Some forecast modelling of the current heatwave predicts temperatures as high as 43C in the UK today, while the Met Office expects London to at least hit 40C. That’s potentially record-breaking stuff and hotter than the Western Sahara. Meanwhile the Borders, most of Dumfries and Galloway and a swathe of eastern and central Scotland including Edinburgh, Fife, Dundee, Perth and Stirling is subject to an amber warning for excessive heat. Here too records could be broken. How long before summer temperatures in the low or mid-thirties are a regular occurrence in the capital?
Welcome, then, to the new normal – a world in which extreme heatwaves will only increase in duration and frequency as a result of climate change, with serious ramifications for health, wealth and infrastructure.
But piled on top of that are other factors which are altering radically not only how we live our lives but where we live them. I mean the offices, hospitals, schools, shops, transport hubs and, importantly, the houses in which we spend our time. What do those buildings need to do that they didn’t previously? What change is required? What have we forgotten that we might need to re-learn?
Some of these factors are immediate and pressing. One is the cost of household energy which rose 54% in April and is predicted to rise a further 65% in October as the price cap is lifted. Here there are difficult conversations to be had about insulation, about retro-fitting houses to increase energy efficiency, about scrapping gas boilers and replacing them with hydrogen boilers or air- or ground-source heating. How leaky is your home? It’s a question with a hefty price tag attached, both in terms of the environment and your bank balance.
But as the events of this week have shown, increasingly we need to figure out how to cool houses as well as heat them. Ahead of the weather red alert the BBC interviewed a young woman in Manchester whose high-rise new-build apartment would be the epitome of cool urban living were it not for the fact that its design precluded anything even close to coolness. An expanse of glass and no back door or windows meant no possible through-draft, and even with the blinds drawn she found it almost too hot to live in. It’s certainly too hot to sleep in, so she beds down in the hallway. Nor is she alone in owing a home which over-heats. It’s a decade since the Climate Change Committee, an independent statutory body, raised the issue with the government. But since then over half a million new homes have been built which are likely to suffer from it to add to the four million or so homes which currently experience over-heating. Deaths from heat could treble by 2050, so this should fact alone should worry us.

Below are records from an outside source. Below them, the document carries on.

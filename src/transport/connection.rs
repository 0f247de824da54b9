//! Seam between a synthesis session and the physical duplex connection.
//!
//! A [`Connector`] opens one connection per session and hands back a [`Link`]
//! for outbound frames. Inbound frames are pushed to a [`FrameHandler`] from
//! the connection's own reader thread.

use crate::error::Result;
use std::sync::Arc;
use std::time::Duration;

/// Frame received from the service (or a local transport notification).
#[derive(Debug, Clone, PartialEq)]
pub enum InboundFrame {
    /// JSON control message.
    Text(String),
    /// Raw audio payload, forwarded verbatim.
    Binary(Vec<u8>),
    /// Remote side closed the connection.
    Closed { reason: Option<String> },
    /// Transport-level failure; the connection is gone.
    Error(String),
}

/// Receives inbound frames on the connection's reader thread.
pub trait FrameHandler: Send + Sync {
    fn on_frame(&self, frame: InboundFrame);
}

/// Outbound half of an open connection.
///
/// Sends are non-blocking and delivered in call order. Implementations never
/// deliver inbound frames from inside a `send_text` call. Dropping the link
/// closes the connection.
pub trait Link: Send + Sync {
    fn send_text(&self, frame: String) -> Result<()>;

    /// Close immediately without waiting for further inbound frames.
    fn close(&self);
}

/// Where and how to connect.
#[derive(Debug, Clone, PartialEq)]
pub struct ConnectRequest {
    pub url: String,
    pub headers: Vec<(String, String)>,
}

impl ConnectRequest {
    /// Build the request with bearer auth and the client user agent.
    pub fn new(url: &str, api_key: &str) -> Self {
        Self {
            url: url.to_string(),
            headers: vec![
                ("user-agent".to_string(), user_agent()),
                ("Authorization".to_string(), format!("bearer {}", api_key)),
            ],
        }
    }

    pub fn with_workspace(mut self, workspace: Option<&str>) -> Self {
        if let Some(ws) = workspace {
            self.headers
                .push(("X-DashScope-WorkSpace".to_string(), ws.to_string()));
        }
        self
    }

    /// Add extra headers; a header with an existing name replaces it.
    pub fn with_headers(mut self, extra: &[(String, String)]) -> Self {
        for (name, value) in extra {
            self.headers
                .retain(|(existing, _)| !existing.eq_ignore_ascii_case(name));
            self.headers.push((name.clone(), value.clone()));
        }
        self
    }

    pub fn header(&self, name: &str) -> Option<&str> {
        self.headers
            .iter()
            .find(|(n, _)| n.eq_ignore_ascii_case(name))
            .map(|(_, v)| v.as_str())
    }
}

/// `saysh/<version>; rust; platform/<os>-<arch>`
pub fn user_agent() -> String {
    format!(
        "saysh/{}; rust; platform/{}-{}",
        crate::version_string(),
        std::env::consts::OS,
        std::env::consts::ARCH
    )
}

/// Opens duplex connections.
pub trait Connector: Send + Sync {
    /// Connect within `timeout`, delivering inbound frames to `handler`.
    ///
    /// Fails with a `Timeout` error when the transport handshake does not
    /// complete in time.
    fn connect(
        &self,
        request: &ConnectRequest,
        handler: Arc<dyn FrameHandler>,
        timeout: Duration,
    ) -> Result<Box<dyn Link>>;
}

#[cfg(test)]
mod tests {
    use super::*;

    #[test]
    fn request_carries_bearer_and_user_agent() {
        let req = ConnectRequest::new("wss://example.invalid/ws", "sk-test");
        assert_eq!(req.header("authorization"), Some("bearer sk-test"));
        assert!(req.header("User-Agent").unwrap().starts_with("saysh/"));
        assert_eq!(req.header("X-DashScope-WorkSpace"), None);
    }

    #[test]
    fn workspace_header_is_optional() {
        let req = ConnectRequest::new("wss://x", "k").with_workspace(Some("ws-1"));
        assert_eq!(req.header("x-dashscope-workspace"), Some("ws-1"));
    }

    #[test]
    fn extra_headers_replace_existing() {
        let req = ConnectRequest::new("wss://x", "k").with_headers(&[
            ("user-agent".to_string(), "custom".to_string()),
            ("X-Trace".to_string(), "1".to_string()),
        ]);
        assert_eq!(req.header("user-agent"), Some("custom"));
        assert_eq!(req.header("x-trace"), Some("1"));
        assert_eq!(
            req.headers
                .iter()
                .filter(|(n, _)| n.eq_ignore_ascii_case("user-agent"))
                .count(),
            1
        );
    }
}
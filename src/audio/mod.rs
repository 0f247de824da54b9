//! Audio output side: playback sink, system volume and WAV export.

pub mod sink;
pub mod volume;
pub mod wav;

pub use sink::{AudioSink, MemorySink, ProcessSink, WriteOutcome};
pub use volume::{CommandExecutor, MockCommandExecutor, SystemCommandExecutor, VolumeController};
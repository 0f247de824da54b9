//! Bounded FIFO drained by a dedicated worker thread.
//!
//! The worker retries each item until the orchestrator accepts it or the
//! item's deadline passes. A full queue rejects new items; nothing already
//! queued is ever dropped to make room.

use crate::defaults::RETRY_INTERVAL;
use crate::error::{Result, SayshError};
use crate::player::Orchestrator;
use crate::queue::{AdmitOutcome, Admission, preview};
use crossbeam_channel::{Receiver, RecvTimeoutError, Sender, TrySendError, bounded};
use std::sync::atomic::{AtomicBool, Ordering};
use std::sync::{Arc, Mutex};
use std::thread::{self, JoinHandle};
use std::time::{Duration, Instant};
use tracing::{debug, error, info, warn};

/// Text waiting for the synchronous path.
#[derive(Debug, Clone)]
pub struct SyncItem {
    pub enqueued_at: Instant,
    pub text: String,
    /// Give up this long after `enqueued_at`; `None` waits forever.
    pub timeout: Option<Duration>,
}

impl SyncItem {
    pub fn new(text: impl Into<String>, timeout: Option<Duration>) -> Self {
        Self {
            enqueued_at: Instant::now(),
            text: text.into(),
            timeout,
        }
    }

    pub fn deadline(&self) -> Option<Instant> {
        self.timeout.map(|t| self.enqueued_at + t)
    }
}

/// Synchronous admission path with its worker.
pub struct SyncQueue {
    tx: Sender<SyncItem>,
    rx: Receiver<SyncItem>,
    orchestrator: Orchestrator,
    running: Arc<AtomicBool>,
    worker: Mutex<Option<JoinHandle<()>>>,
}

impl SyncQueue {
    /// Create the queue; call [`SyncQueue::start`] to begin dispatching.
    pub fn new(orchestrator: Orchestrator, capacity: usize) -> Self {
        let (tx, rx) = bounded(capacity);
        Self {
            tx,
            rx,
            orchestrator,
            running: Arc::new(AtomicBool::new(false)),
            worker: Mutex::new(None),
        }
    }

    /// Spawn the worker if it is not already running.
    pub fn start(&self) -> Result<()> {
        let mut worker = self.worker.lock().unwrap_or_else(|e| e.into_inner());
        if worker.as_ref().is_some_and(|h| !h.is_finished()) {
            return Ok(());
        }

        self.running.store(true, Ordering::SeqCst);
        let rx = self.rx.clone();
        let orchestrator = self.orchestrator.clone();
        let running = self.running.clone();
        let handle = thread::Builder::new()
            .name("saysh-sync-queue".to_string())
            .spawn(move || worker_loop(rx, orchestrator, running))
            .map_err(|e| SayshError::Other(format!("Failed to spawn queue worker: {}", e)))?;
        *worker = Some(handle);
        info!("sync queue worker started");
        Ok(())
    }

    pub fn is_running(&self) -> bool {
        self.worker
            .lock()
            .unwrap_or_else(|e| e.into_inner())
            .as_ref()
            .is_some_and(|h| !h.is_finished())
    }

    /// Stop the worker, waiting up to 1s for it to exit.
    ///
    /// A worker stuck inside a blocking playback is detached.
    pub fn stop(&self) {
        self.running.store(false, Ordering::SeqCst);
        let handle = self
            .worker
            .lock()
            .unwrap_or_else(|e| e.into_inner())
            .take();
        let Some(handle) = handle else {
            return;
        };

        let deadline = Instant::now() + Duration::from_secs(1);
        while !handle.is_finished() && Instant::now() < deadline {
            thread::sleep(Duration::from_millis(20));
        }
        if handle.is_finished() {
            if handle.join().is_err() {
                error!("sync queue worker panicked");
            }
        } else {
            warn!("sync queue worker still busy, detaching");
        }
    }
}

impl Admission for SyncQueue {
    type Item = SyncItem;

    fn admit(&self, item: SyncItem) -> AdmitOutcome {
        let text = preview(&item.text);
        match self.tx.try_send(item) {
            Ok(()) => {
                let depth = self.tx.len();
                info!(depth, text = %text, "text queued for playback");
                AdmitOutcome::Queued { depth }
            }
            Err(TrySendError::Full(_)) => {
                warn!(capacity = ?self.tx.capacity(), text = %text, "sync queue full, text rejected");
                AdmitOutcome::Rejected
            }
            Err(TrySendError::Disconnected(_)) => AdmitOutcome::Rejected,
        }
    }

    fn pending(&self) -> usize {
        self.tx.len()
    }
}

impl Drop for SyncQueue {
    fn drop(&mut self) {
        self.running.store(false, Ordering::SeqCst);
    }
}

fn worker_loop(rx: Receiver<SyncItem>, orchestrator: Orchestrator, running: Arc<AtomicBool>) {
    while running.load(Ordering::SeqCst) {
        match rx.recv_timeout(RETRY_INTERVAL) {
            Ok(item) => dispatch(&orchestrator, item, &running),
            Err(RecvTimeoutError::Timeout) => continue,
            Err(RecvTimeoutError::Disconnected) => break,
        }
    }
    debug!("sync queue worker exiting");
}

/// Retry `item` until it plays, fails, or its deadline passes.
fn dispatch(orchestrator: &Orchestrator, item: SyncItem, running: &AtomicBool) {
    let deadline = item.deadline();
    loop {
        if let Some(deadline) = deadline
            && Instant::now() > deadline
        {
            warn!(text = %preview(&item.text), "queued text timed out, dropping");
            return;
        }

        match orchestrator.tts(&item.text) {
            Ok(true) => {
                info!(
                    waited_ms = item.enqueued_at.elapsed().as_millis() as u64,
                    "queued text played"
                );
                return;
            }
            Ok(false) => {}
            Err(e) => {
                error!(error = %e, text = %preview(&item.text), "queued text failed, dropping");
                return;
            }
        }

        if !running.load(Ordering::SeqCst) {
            return;
        }
        thread::sleep(RETRY_INTERVAL);
    }
}
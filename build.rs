//! Build script: embeds the git short hash for the version string.

use std::process::Command;

fn main() {
    if let Ok(output) = Command::new("git")
        .args(["rev-parse", "--short=7", "HEAD"])
        .output()
        && output.status.success()
    {
        let hash = String::from_utf8_lossy(&output.stdout).trim().to_string();
        println!("cargo:rustc-env=GIT_HASH={}", hash);
    }
    println!("cargo:rerun-if-changed=.git/HEAD");
    println!("cargo:rerun-if-changed=.git/refs/heads/");
}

There’s also the ongoing pandemic, which reminded us why those ingenious battlers of infectious diseases the Victorians built their hospitals with high windows and ceilings. Suddenly we remembered what those sash windows were for – to allow air to circulate more freely – and we thanked the top hat wearing planners for the back greens they bequeathed us.
That's fine. A lesson learned. But as Covid cases surge in the autumn, so will energy prices. How keen will we be to open our own windows then? Moving forward, how can we build porous buildings which allow fresh air to come and go but which are also tightly insulated, green and cheap to heat? How do we maximise daylight in schools and hospitals (crucial for everything from mental health to the development of young eyes) while also cutting down on the overheating caused by too much glass?
All this is a challenge for legislators, to be sure. But specifically it’s a problem for architects, designers and the technologically savvy – and what a challenge it is because as if we are to adapt our built environment to both cope with and combat the ravages of climate change, there is one hell of a circle to square.